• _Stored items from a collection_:
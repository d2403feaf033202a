//! Endpoint discovery.
//!
//! Resolves how a client reaches the POS server, trying strategies in
//! priority order and short-circuiting on the first success:
//!
//! 1. Tunnel health check (when a tunnel is configured and enabled)
//! 2. mDNS service lookup, verified by a reachability probe
//! 3. Last-known-IP retry
//! 4. Common-address heuristics (router-like `.1`/`.100`/`.254`, and the
//!    host-gateway special case for the emulator loopback NAT)
//! 5. Parallel subnet scan
//!
//! Every probe carries its own timeout, and the whole chain runs under a
//! global budget so a buggy or overly generous inner timeout cannot hang
//! the caller.

pub mod mdns;
pub mod probe;
pub mod scan;

use std::sync::Arc;
use std::time::Duration;

use serde::{Deserialize, Serialize};
use tokio::net::UdpSocket;
use tracing::{debug, info, warn};

use crate::error::DiscoveryError;
use crate::models::ClientRole;
use probe::Prober;

/// Global discovery budget; every nested strategy budget is strictly smaller.
pub const GLOBAL_TIMEOUT: Duration = Duration::from_secs(15);

/// Budget for the tunnel health check.
const TUNNEL_TIMEOUT: Duration = Duration::from_secs(5);

/// Budget for the mDNS broadcast lookup.
const MDNS_TIMEOUT: Duration = Duration::from_secs(3);

/// Budget for the parallel subnet scan.
const SCAN_TIMEOUT: Duration = Duration::from_secs(10);

/// Default POS server port for local (non-tunnel) connections. Tunnel hosts
/// carry no explicit port; the tunnel's own routing resolves it.
pub const DEFAULT_PORT: u16 = 8080;

/// How the client currently reaches the POS server.
///
/// Immutable once established: a new connection attempt produces a new
/// value, never mutates one in place.
#[derive(Debug, Clone, PartialEq, Eq, Serialize, Deserialize)]
pub struct ServerConnection {
    /// Bare `host[:port]` for local connections, or the tunnel host.
    pub address: String,
    pub is_tunnel: bool,
    /// Selects `wss`/`https` over `ws`/`http`.
    pub is_secure: bool,
}

impl ServerConnection {
    /// A plain local-network connection.
    pub fn local(address: impl Into<String>) -> Self {
        Self {
            address: address.into(),
            is_tunnel: false,
            is_secure: false,
        }
    }

    /// A tunnel connection.
    pub fn tunnel(host: impl Into<String>, secure: bool) -> Self {
        Self {
            address: host.into(),
            is_tunnel: true,
            is_secure: secure,
        }
    }

    fn authority(&self) -> String {
        if self.is_tunnel || self.address.contains(':') {
            self.address.clone()
        } else {
            format!("{}:{DEFAULT_PORT}", self.address)
        }
    }

    /// WebSocket endpoint for the given client role.
    pub fn ws_url(&self, role: ClientRole) -> String {
        let scheme = if self.is_secure { "wss" } else { "ws" };
        format!("{scheme}://{}/ws?type={}", self.authority(), role.as_str())
    }

    /// Base URL for the server's REST API.
    pub fn http_base(&self) -> String {
        let scheme = if self.is_secure { "https" } else { "http" };
        format!("{scheme}://{}", self.authority())
    }
}

/// Tunnel configuration, persisted alongside the rest of the client state.
#[derive(Debug, Clone, Default, Serialize, Deserialize)]
pub struct TunnelSettings {
    pub enabled: bool,
    pub url: String,
    pub secure: bool,
}

/// Inputs to a discovery run.
#[derive(Debug, Clone)]
pub struct DiscoveryConfig {
    pub tunnel: Option<TunnelSettings>,
    /// Last successful connection, retried before any scanning.
    pub last_known: Option<ServerConnection>,
    pub port: u16,
    /// Disabled in tests so no real mDNS daemon is started.
    pub mdns_enabled: bool,
    pub global_timeout: Duration,
}

impl Default for DiscoveryConfig {
    fn default() -> Self {
        Self {
            tunnel: None,
            last_known: None,
            port: DEFAULT_PORT,
            mdns_enabled: true,
            global_timeout: GLOBAL_TIMEOUT,
        }
    }
}

/// Runs the discovery chain under the global budget.
///
/// # Errors
///
/// [`DiscoveryError::Timeout`] if the budget elapsed mid-chain, or
/// [`DiscoveryError::NoServerFound`] if every strategy completed empty.
/// Callers surface both with a retry action and a manual-address fallback.
pub async fn discover<P>(
    prober: Arc<P>,
    config: &DiscoveryConfig,
) -> std::result::Result<ServerConnection, DiscoveryError>
where
    P: Prober + 'static,
{
    match tokio::time::timeout(config.global_timeout, run_strategies(prober, config)).await {
        Ok(Some(connection)) => {
            info!(
                address = connection.address,
                is_tunnel = connection.is_tunnel,
                "discovered POS server"
            );
            Ok(connection)
        }
        Ok(None) => Err(DiscoveryError::NoServerFound),
        Err(_) => Err(DiscoveryError::Timeout(config.global_timeout)),
    }
}

async fn run_strategies<P>(prober: Arc<P>, config: &DiscoveryConfig) -> Option<ServerConnection>
where
    P: Prober + 'static,
{
    // 1. Tunnel, when configured and enabled.
    if let Some(tunnel) = &config.tunnel
        && tunnel.enabled
    {
        let host = normalize_tunnel_host(&tunnel.url);
        let scheme = if tunnel.secure { "https" } else { "http" };
        let healthy = tokio::time::timeout(
            TUNNEL_TIMEOUT,
            prober.check_health(&format!("{scheme}://{host}")),
        )
        .await;
        if matches!(healthy, Ok(true)) {
            return Some(ServerConnection::tunnel(host, tunnel.secure));
        }
        debug!(host, "tunnel not reachable, falling back to local discovery");
    }

    // 2a. mDNS lookup, verified before being trusted.
    if config.mdns_enabled
        && let Some((ip, port)) = mdns::lookup(MDNS_TIMEOUT).await
    {
        if prober.probe(&ip, port).await {
            return Some(ServerConnection::local(format!("{ip}:{port}")));
        }
        debug!(ip, port, "mDNS hit did not answer a probe, ignoring");
    }

    // 2b. Last-known address retry.
    if let Some(previous) = &config.last_known
        && !previous.is_tunnel
    {
        let (host, port) = split_host_port(&previous.address, config.port);
        if prober.probe(&host, port).await {
            return Some(previous.clone());
        }
    }

    // 2c. Common-address heuristics.
    if let Some(ip) = local_ip().await {
        for host in common_candidates(&ip) {
            if prober.probe(&host, config.port).await {
                return Some(ServerConnection::local(format!("{host}:{}", config.port)));
            }
        }

        // 2d. Parallel subnet scan, bounded and cancelled on first success.
        if let Some(subnet) = ip.rsplit_once('.').map(|(prefix, _)| prefix.to_string()) {
            let scan = tokio::time::timeout(
                SCAN_TIMEOUT,
                scan::scan_subnet(Arc::clone(&prober), &subnet, config.port),
            )
            .await;
            if let Ok(Some(host)) = scan {
                return Some(ServerConnection::local(format!("{host}:{}", config.port)));
            }
        }
    } else {
        warn!("could not determine local IP, skipping subnet strategies");
    }

    None
}

/// Strips the scheme prefix and any trailing slash from a configured tunnel
/// URL, leaving the bare host.
pub fn normalize_tunnel_host(url: &str) -> String {
    let host = url
        .trim()
        .trim_start_matches("https://")
        .trim_start_matches("http://")
        .trim_start_matches("wss://")
        .trim_start_matches("ws://");
    host.trim_end_matches('/').to_string()
}

/// Validates a manually entered server address before any probe is issued.
///
/// Accepts `host` or `host:port` where the host is an IPv4 address or a
/// plain hostname and the port, when present, is numeric.
///
/// # Errors
///
/// Returns [`ComandaError::Config`](crate::ComandaError::Config) describing
/// what is wrong with the input.
pub fn validate_manual_address(input: &str) -> crate::Result<ServerConnection> {
    let input = input.trim();
    if input.is_empty() {
        return Err(crate::ComandaError::Config(
            "server address is empty".to_string(),
        ));
    }

    let (host, port) = match input.rsplit_once(':') {
        Some((host, port)) => {
            let port: u16 = port.parse().map_err(|_| {
                crate::ComandaError::Config(format!("invalid port in address {input:?}"))
            })?;
            (host, port)
        }
        None => (input, DEFAULT_PORT),
    };

    let valid_host = !host.is_empty()
        && host
            .chars()
            .all(|c| c.is_ascii_alphanumeric() || c == '.' || c == '-');
    if !valid_host {
        return Err(crate::ComandaError::Config(format!(
            "invalid host in address {input:?}"
        )));
    }

    Ok(ServerConnection::local(format!("{host}:{port}")))
}

/// Splits `host[:port]`, falling back to `default_port`.
fn split_host_port(address: &str, default_port: u16) -> (String, u16) {
    match address.rsplit_once(':') {
        Some((host, port)) => match port.parse() {
            Ok(port) => (host.to_string(), port),
            Err(_) => (address.to_string(), default_port),
        },
        None => (address.to_string(), default_port),
    }
}

/// Router-like addresses worth probing before a full scan.
///
/// The `10.0.2.x` prefix is the emulator loopback NAT: the development host
/// is always reachable at `10.0.2.2`, so that is the only candidate there.
fn common_candidates(local_ip: &str) -> Vec<String> {
    let Some((subnet, _)) = local_ip.rsplit_once('.') else {
        return Vec::new();
    };
    if subnet == "10.0.2" {
        return vec!["10.0.2.2".to_string()];
    }
    vec![
        format!("{subnet}.1"),
        format!("{subnet}.100"),
        format!("{subnet}.254"),
    ]
}

/// Determines the local IP by asking the routing table which source address
/// would reach a public host. No packets are sent.
async fn local_ip() -> Option<String> {
    let socket = UdpSocket::bind("0.0.0.0:0").await.ok()?;
    socket.connect("8.8.8.8:80").await.ok()?;
    Some(socket.local_addr().ok()?.ip().to_string())
}

#[cfg(test)]
mod tests {
    use super::*;

    #[test]
    fn tunnel_host_normalization_strips_schemes() {
        assert_eq!(
            normalize_tunnel_host("https://pos.example.com/"),
            "pos.example.com"
        );
        assert_eq!(normalize_tunnel_host("wss://pos.example.com"), "pos.example.com");
        assert_eq!(normalize_tunnel_host("pos.example.com"), "pos.example.com");
    }

    #[test]
    fn manual_address_accepts_bare_host_and_host_port() {
        let conn = validate_manual_address("192.168.1.50").unwrap();
        assert_eq!(conn.address, "192.168.1.50:8080");
        let conn = validate_manual_address("pos-server:9090").unwrap();
        assert_eq!(conn.address, "pos-server:9090");
        assert!(!conn.is_tunnel);
    }

    #[test]
    fn manual_address_rejects_garbage() {
        assert!(validate_manual_address("").is_err());
        assert!(validate_manual_address("192.168.1.50:notaport").is_err());
        assert!(validate_manual_address("bad host!").is_err());
    }

    #[test]
    fn emulator_nat_probes_host_gateway_only() {
        assert_eq!(common_candidates("10.0.2.15"), vec!["10.0.2.2"]);
    }

    #[test]
    fn common_candidates_cover_router_like_hosts() {
        let candidates = common_candidates("192.168.1.37");
        assert_eq!(
            candidates,
            vec!["192.168.1.1", "192.168.1.100", "192.168.1.254"]
        );
    }

    #[test]
    fn ws_url_includes_role_and_default_port() {
        let conn = ServerConnection::local("192.168.1.50");
        assert_eq!(
            conn.ws_url(ClientRole::Kitchen),
            "ws://192.168.1.50:8080/ws?type=kitchen"
        );

        let tunnel = ServerConnection::tunnel("pos.example.com", true);
        assert_eq!(
            tunnel.ws_url(ClientRole::Waiter),
            "wss://pos.example.com/ws?type=waiter"
        );
        assert_eq!(tunnel.http_base(), "https://pos.example.com");
    }
}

• _What the exercise asks_: Write out the records exactly, starting at the first line and stopping after the line that contains "3. Last-known-IP retry".

• _Finished exercise_:
repository d2403feaf033202a
//! Endpoint discovery.
//!
//! Resolves how a client reaches the POS server, trying strategies in
//! priority order and short-circuiting on the first success:
//!
//! 1. Tunnel health check (when a tunnel is configured and enabled)
//! 2. mDNS service lookup, verified by a reachability probe
//! 3. Last-known-IP retry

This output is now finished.